Humanity and the planet are going through a rite of passage where we’re being compelled to learn to live in new ways and get a sense of what matters most to us.
—M. Rako Fabionar, Program Director,
Innovative Living and Learning Institute

What will it take to promote collective healing and support the regeneration, resilience, and transformation of communities across the US? This question, among others, animated a discussion among Fetzer partners that led to the founding of the Innovative Learning and Living Institute (ILALI). We recently sat down with M. Rako Fabionar, ILALI’s program director, for a conversation about this effort designed to respond to the needs voiced by young adults in the US today.


Scheduled to launch in January 2023, the Innovative Learning and Living Institute is about “navigating the adventure of becoming” and is:

  • For young adults 21-25.
  • An immersive four-month residency program that gathers people of different backgrounds from similar regions to live and learn together.
  • Centered on an integrative developmental approach—improving physical and emotional well-being, expanding one’s worldview, cultivating inner wisdom, and deepening relationships with others and nature.
  • Practical skill development, service opportunities, and the promotion of the common good. 

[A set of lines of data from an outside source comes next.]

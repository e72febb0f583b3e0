// Aria
// Copyright (c) 2026 The Project Aria Developers.
//
// This Source Code Form is subject to the terms of the Mozilla Public
// License, v. 2.0. If a copy of the MPL was not distributed with this
// file, You can obtain one at https://mozilla.org/MPL/2.0/.

//! The `buffer` module implements the chunked ring buffer between the
//! decode (producer) and output (consumer) threads.
//!
//! The ring is a fixed sequence of chunks plus a read index and a write
//! index. A chunk is owned by exactly one side at a time: a chunk marked
//! `filled` may only be touched by the consumer, any other chunk only by the
//! producer. The mutex serializes index and flag updates and the handoff of
//! a chunk's payload; it is never held while payload bytes are being copied.
//! Ownership handoff is expressed as a *lease*: taking a lease moves the
//! chunk's boxed payload out under the lock, the payload is filled or
//! drained lock-free, and committing the lease moves it back and updates the
//! indices. A lease dropped without commit returns the chunk untouched.

use std::sync::Mutex;

/// Size of one chunk's payload.
pub const CHUNK_SIZE: usize = 64 * 1024;

/// A chunk whose free space falls below this after a commit is handed to the
/// consumer immediately instead of waiting for the residue to fill.
const FILL_THRESHOLD: usize = 1024;

struct Chunk {
    /// Payload; `None` while leased out to one side.
    data: Option<Box<[u8]>>,
    /// Index of the first filled byte.
    l: usize,
    /// Index of the last filled byte plus one; `h - l` bytes are available.
    h: usize,
    /// Filled chunks belong to the consumer, all others to the producer.
    filled: bool,
}

impl Chunk {
    fn new() -> Self {
        Chunk { data: Some(vec![0u8; CHUNK_SIZE].into_boxed_slice()), l: 0, h: 0, filled: false }
    }
}

struct Ring {
    chunks: Vec<Chunk>,
    ridx: usize,
    widx: usize,
}

impl Ring {
    fn with_chunks(nr_chunks: usize) -> Self {
        assert!(nr_chunks >= 1);
        Ring { chunks: (0..nr_chunks).map(|_| Chunk::new()).collect(), ridx: 0, widx: 0 }
    }
}

/// The producer/consumer chunk ring.
pub struct Buffer {
    ring: Mutex<Ring>,
}

/// A write region: the chunk at the write index, leased to the producer.
/// Commit with `count == 0` while the chunk holds data to flush it to the
/// consumer early.
pub struct WriteLease<'a> {
    buffer: &'a Buffer,
    data: Option<Box<[u8]>>,
    start: usize,
}

impl WriteLease<'_> {
    /// Free bytes available for writing.
    pub fn len(&self) -> usize {
        CHUNK_SIZE - self.start
    }

    pub fn is_empty(&self) -> bool {
        self.len() == 0
    }

    /// The writable region.
    pub fn buf(&mut self) -> &mut [u8] {
        let start = self.start;
        &mut self.data.as_mut().expect("lease already committed")[start..]
    }
}

impl Drop for WriteLease<'_> {
    fn drop(&mut self) {
        if let Some(data) = self.data.take() {
            let mut ring = self.buffer.ring.lock().unwrap();
            let widx = ring.widx;
            ring.chunks[widx].data = Some(data);
        }
    }
}

/// A read region: the filled chunk at the read index, leased to the
/// consumer. Dropping the lease without committing leaves the chunk filled.
pub struct ReadLease<'a> {
    buffer: &'a Buffer,
    data: Option<Box<[u8]>>,
    l: usize,
    h: usize,
}

impl ReadLease<'_> {
    /// Filled bytes available for reading.
    pub fn len(&self) -> usize {
        self.h - self.l
    }

    pub fn is_empty(&self) -> bool {
        self.len() == 0
    }

    /// The readable region.
    pub fn bytes(&self) -> &[u8] {
        &self.data.as_ref().expect("lease already committed")[self.l..self.h]
    }
}

impl Drop for ReadLease<'_> {
    fn drop(&mut self) {
        if let Some(data) = self.data.take() {
            let mut ring = self.buffer.ring.lock().unwrap();
            let ridx = ring.ridx;
            ring.chunks[ridx].data = Some(data);
        }
    }
}

impl Buffer {
    pub fn new(nr_chunks: usize) -> Self {
        Buffer { ring: Mutex::new(Ring::with_chunks(nr_chunks)) }
    }

    /// Lease the chunk at the write index. Returns `None` when that chunk is
    /// filled, i.e. the ring is full.
    pub fn get_write_lease(&self) -> Option<WriteLease<'_>> {
        let mut ring = self.ring.lock().unwrap();
        let widx = ring.widx;
        let chunk = &mut ring.chunks[widx];
        if chunk.filled {
            return None;
        }
        let data = chunk.data.take().expect("write chunk already leased");
        Some(WriteLease { buffer: self, data: Some(data), start: chunk.h })
    }

    /// Return a write lease with `count` new bytes. The chunk is handed to
    /// the consumer when its remaining free space drops below the fill
    /// threshold, or when `count` is zero and the chunk holds data (an
    /// explicit flush at end of stream or before a format change).
    pub fn commit_write(&self, mut lease: WriteLease<'_>, count: usize) {
        let data = lease.data.take().expect("lease already committed");
        let mut ring = self.ring.lock().unwrap();
        let widx = ring.widx;
        let nr_chunks = ring.chunks.len();
        let chunk = &mut ring.chunks[widx];
        debug_assert!(!chunk.filled);
        debug_assert_eq!(chunk.h, lease.start);
        assert!(count <= CHUNK_SIZE - chunk.h);
        chunk.data = Some(data);
        chunk.h += count;

        if CHUNK_SIZE - chunk.h < FILL_THRESHOLD || (count == 0 && chunk.h > 0) {
            chunk.filled = true;
            ring.widx = (widx + 1) % nr_chunks;
        }
    }

    /// Lease the chunk at the read index. Returns `None` when that chunk is
    /// not filled, i.e. the ring is empty.
    pub fn get_read_lease(&self) -> Option<ReadLease<'_>> {
        let mut ring = self.ring.lock().unwrap();
        let ridx = ring.ridx;
        let chunk = &mut ring.chunks[ridx];
        if !chunk.filled {
            return None;
        }
        let data = chunk.data.take().expect("read chunk already leased");
        Some(ReadLease { buffer: self, data: Some(data), l: chunk.l, h: chunk.h })
    }

    /// Return a read lease with `count` bytes consumed. A fully drained
    /// chunk is recycled and handed back to the producer.
    pub fn commit_read(&self, mut lease: ReadLease<'_>, count: usize) {
        assert!(count <= lease.len());
        let data = lease.data.take().expect("lease already committed");
        let mut ring = self.ring.lock().unwrap();
        let ridx = ring.ridx;
        let nr_chunks = ring.chunks.len();
        let chunk = &mut ring.chunks[ridx];
        debug_assert!(chunk.filled);
        chunk.data = Some(data);
        chunk.l += count;
        if chunk.l == chunk.h {
            chunk.l = 0;
            chunk.h = 0;
            chunk.filled = false;
            ring.ridx = (ridx + 1) % nr_chunks;
        }
    }

    /// Set the buffer empty. Producer-side operation; the caller must make
    /// sure the consumer holds no lease.
    pub fn reset(&self) {
        let mut ring = self.ring.lock().unwrap();
        ring.ridx = 0;
        ring.widx = 0;
        for chunk in &mut ring.chunks {
            debug_assert!(chunk.data.is_some(), "reset with a lease outstanding");
            chunk.l = 0;
            chunk.h = 0;
            chunk.filled = false;
        }
    }

    /// Replace the ring with `nr_chunks` fresh chunks, discarding contents.
    pub fn resize(&self, nr_chunks: usize) {
        let mut ring = self.ring.lock().unwrap();
        *ring = Ring::with_chunks(nr_chunks);
    }

    pub fn filled_chunks(&self) -> usize {
        let ring = self.ring.lock().unwrap();
        if ring.ridx < ring.widx {
            ring.widx - ring.ridx
        }
        else if ring.ridx > ring.widx {
            ring.chunks.len() - ring.ridx + ring.widx
        }
        else if ring.chunks[ring.ridx].filled {
            ring.chunks.len()
        }
        else {
            0
        }
    }

    pub fn free_chunks(&self) -> usize {
        let ring = self.ring.lock().unwrap();
        if ring.ridx < ring.widx {
            ring.chunks.len() - ring.widx + ring.ridx
        }
        else if ring.ridx > ring.widx {
            ring.ridx - ring.widx
        }
        else if ring.chunks[ring.ridx].filled {
            0
        }
        else {
            ring.chunks.len()
        }
    }

    pub fn nr_chunks(&self) -> usize {
        self.ring.lock().unwrap().chunks.len()
    }
}

#[cfg(test)]
mod tests {
    use super::*;

    fn write_all(buf: &Buffer, bytes: &[u8]) {
        let mut off = 0;
        while off < bytes.len() {
            let mut lease = buf.get_write_lease().expect("ring full");
            let n = lease.len().min(bytes.len() - off);
            lease.buf()[..n].copy_from_slice(&bytes[off..off + n]);
            buf.commit_write(lease, n);
            off += n;
        }
    }

    fn drain_all(buf: &Buffer) -> Vec<u8> {
        let mut out = Vec::new();
        while let Some(lease) = buf.get_read_lease() {
            out.extend_from_slice(lease.bytes());
            let n = lease.len();
            buf.commit_read(lease, n);
        }
        out
    }

    #[test]
    fn bytes_come_out_in_order_regardless_of_chunking() {
        let buf = Buffer::new(4);
        let data: Vec<u8> = (0..200_000u32).map(|i| (i % 251) as u8).collect();

        // Interleave odd-sized writes with drains so the ring wraps.
        let mut off = 0;
        let mut out = Vec::new();
        let sizes = [1usize, 7, 4096, 65000, 333, 1023, 1025];
        let mut si = 0;
        while off < data.len() {
            let want = sizes[si % sizes.len()].min(data.len() - off);
            si += 1;
            match buf.get_write_lease() {
                Some(mut lease) => {
                    let n = lease.len().min(want);
                    lease.buf()[..n].copy_from_slice(&data[off..off + n]);
                    buf.commit_write(lease, n);
                    off += n;
                }
                None => out.extend(drain_all(&buf)),
            }
        }
        // Flush the partial tail chunk.
        if let Some(lease) = buf.get_write_lease() {
            buf.commit_write(lease, 0);
        }
        out.extend(drain_all(&buf));
        assert_eq!(out, data);
    }

    #[test]
    fn filled_plus_free_is_invariant() {
        let buf = Buffer::new(5);
        assert_eq!(buf.filled_chunks() + buf.free_chunks(), 5);

        write_all(&buf, &[0xaa; CHUNK_SIZE * 2]);
        assert_eq!(buf.filled_chunks() + buf.free_chunks(), 5);
        assert_eq!(buf.filled_chunks(), 2);

        let lease = buf.get_read_lease().unwrap();
        let n = lease.len();
        buf.commit_read(lease, n);
        assert_eq!(buf.filled_chunks() + buf.free_chunks(), 5);
    }

    #[test]
    fn reset_empties_the_ring() {
        let buf = Buffer::new(3);
        write_all(&buf, &[1; CHUNK_SIZE + 17]);
        buf.reset();
        assert_eq!(buf.filled_chunks(), 0);
        assert_eq!(buf.free_chunks(), 3);
        assert!(buf.get_read_lease().is_none());
    }

    #[test]
    fn commit_near_capacity_advances_write_index() {
        let buf = Buffer::new(2);
        let mut lease = buf.get_write_lease().unwrap();
        let n = CHUNK_SIZE - 1023;
        lease.buf()[..n].fill(7);
        // 1023 bytes remain, which is below the threshold.
        buf.commit_write(lease, n);
        assert_eq!(buf.filled_chunks(), 1);

        let lease = buf.get_read_lease().unwrap();
        assert_eq!(lease.len(), n);
        buf.commit_read(lease, n);
    }

    #[test]
    fn zero_commit_flushes_partial_chunk() {
        let buf = Buffer::new(2);
        let mut lease = buf.get_write_lease().unwrap();
        lease.buf()[..10].fill(3);
        buf.commit_write(lease, 10);
        assert_eq!(buf.filled_chunks(), 0);

        let lease = buf.get_write_lease().unwrap();
        buf.commit_write(lease, 0);
        assert_eq!(buf.filled_chunks(), 1);
        let lease = buf.get_read_lease().unwrap();
        assert_eq!(lease.bytes(), &[3; 10]);
        buf.commit_read(lease, 10);
        assert_eq!(buf.filled_chunks(), 0);
    }

    #[test]
    fn zero_commit_on_empty_chunk_is_a_no_op() {
        let buf = Buffer::new(2);
        let lease = buf.get_write_lease().unwrap();
        buf.commit_write(lease, 0);
        assert_eq!(buf.filled_chunks(), 0);
    }

    #[test]
    fn full_ring_refuses_write_leases() {
        let buf = Buffer::new(2);
        write_all(&buf, &[0; CHUNK_SIZE * 2]);
        assert!(buf.get_write_lease().is_none());
        assert_eq!(buf.free_chunks(), 0);
    }

    #[test]
    fn partial_reads_keep_the_chunk() {
        let buf = Buffer::new(2);
        write_all(&buf, &[9; CHUNK_SIZE]);
        let lease = buf.get_read_lease().unwrap();
        buf.commit_read(lease, 100);
        let lease = buf.get_read_lease().unwrap();
        assert_eq!(lease.len(), CHUNK_SIZE - 100);
        let n = lease.len();
        buf.commit_read(lease, n);
        assert_eq!(buf.filled_chunks(), 0);
    }

    #[test]
    fn dropped_leases_return_the_chunk_untouched() {
        let buf = Buffer::new(2);
        {
            let mut lease = buf.get_write_lease().unwrap();
            lease.buf()[..4].fill(1);
            // Dropped without commit: nothing written.
        }
        assert_eq!(buf.filled_chunks(), 0);
        let lease = buf.get_write_lease().unwrap();
        assert_eq!(lease.len(), CHUNK_SIZE);
        buf.commit_write(lease, 0);

        write_all(&buf, &[5; CHUNK_SIZE]);
        {
            let lease = buf.get_read_lease().unwrap();
            assert!(!lease.is_empty());
            // Dropped without commit: chunk stays filled.
        }
        assert_eq!(buf.filled_chunks(), 1);
    }

    #[test]
    fn resize_changes_capacity() {
        let buf = Buffer::new(2);
        write_all(&buf, &[0; CHUNK_SIZE]);
        buf.resize(8);
        assert_eq!(buf.nr_chunks(), 8);
        assert_eq!(buf.free_chunks(), 8);
    }
}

Fetzer Institute: Why residency for young adults? Why now?
M. Rako Fabionar: One thing missing in the story of our modern culture is extended rites of passage, ceremonies, and programs that support young adults. Worldviews create worlds, and young adults are so important to the re-imagining of what the world could be. We’re focused on creating the kind of contemporary developmental rite of passage for young adults that centers belonging, bridging, and becoming.

We have also found that there are not a lot of programs centered on integrated development: transformative practices; worldview literacy; the taking, seeking, and coordination of diverse perspectives; as well as skill-building for supporting civic life. So, this body of work and its modules and processes—rooted in wisdom traditions translated for our present time—is different, especially the fact that it is equity-informed, it is trauma-informed, but it really centers development on ways in which we’re polarized, both within ourselves, and in our relationships.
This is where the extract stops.